▸ **Aim of the exercise**: Your answer is every line of the material below in which the string "created" occurs.

▸ **The data**:
##############################
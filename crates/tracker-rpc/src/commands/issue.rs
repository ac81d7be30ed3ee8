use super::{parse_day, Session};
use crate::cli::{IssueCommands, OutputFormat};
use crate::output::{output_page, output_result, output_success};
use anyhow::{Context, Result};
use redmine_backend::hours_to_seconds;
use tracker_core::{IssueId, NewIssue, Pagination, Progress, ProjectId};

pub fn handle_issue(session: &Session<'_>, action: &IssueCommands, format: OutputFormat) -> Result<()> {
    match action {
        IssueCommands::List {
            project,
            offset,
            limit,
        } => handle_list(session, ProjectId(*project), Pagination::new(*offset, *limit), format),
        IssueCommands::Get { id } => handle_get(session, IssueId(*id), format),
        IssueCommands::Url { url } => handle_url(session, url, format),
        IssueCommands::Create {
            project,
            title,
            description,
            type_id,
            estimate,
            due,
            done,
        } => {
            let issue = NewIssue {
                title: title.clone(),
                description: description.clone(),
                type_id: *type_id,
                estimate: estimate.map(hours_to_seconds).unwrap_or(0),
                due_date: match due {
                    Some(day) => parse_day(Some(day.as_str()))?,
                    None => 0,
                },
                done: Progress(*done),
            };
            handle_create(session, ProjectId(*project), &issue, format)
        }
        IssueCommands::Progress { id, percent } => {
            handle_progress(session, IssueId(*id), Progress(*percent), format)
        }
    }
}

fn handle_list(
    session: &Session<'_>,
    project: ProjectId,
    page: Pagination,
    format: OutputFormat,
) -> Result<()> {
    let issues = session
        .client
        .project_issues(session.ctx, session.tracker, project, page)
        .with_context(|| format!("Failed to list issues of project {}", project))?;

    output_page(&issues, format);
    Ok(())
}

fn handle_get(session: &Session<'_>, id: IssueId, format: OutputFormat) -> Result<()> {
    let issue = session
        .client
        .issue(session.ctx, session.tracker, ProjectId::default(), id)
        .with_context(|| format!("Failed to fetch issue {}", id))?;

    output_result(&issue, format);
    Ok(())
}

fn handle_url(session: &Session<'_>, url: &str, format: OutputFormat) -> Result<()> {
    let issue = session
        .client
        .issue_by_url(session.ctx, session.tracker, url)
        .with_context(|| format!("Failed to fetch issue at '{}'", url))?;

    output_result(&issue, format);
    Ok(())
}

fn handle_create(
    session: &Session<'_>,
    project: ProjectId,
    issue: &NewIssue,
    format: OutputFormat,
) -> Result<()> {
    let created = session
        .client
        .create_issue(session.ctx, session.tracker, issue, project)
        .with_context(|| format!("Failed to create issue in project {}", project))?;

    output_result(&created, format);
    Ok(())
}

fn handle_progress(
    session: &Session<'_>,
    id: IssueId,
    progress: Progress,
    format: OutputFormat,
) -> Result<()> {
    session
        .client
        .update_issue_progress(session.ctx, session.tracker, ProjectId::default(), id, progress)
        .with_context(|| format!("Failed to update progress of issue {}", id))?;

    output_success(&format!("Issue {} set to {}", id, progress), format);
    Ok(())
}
##############################
▸ **Reply**:
    let created = session
    output_result(&created, format);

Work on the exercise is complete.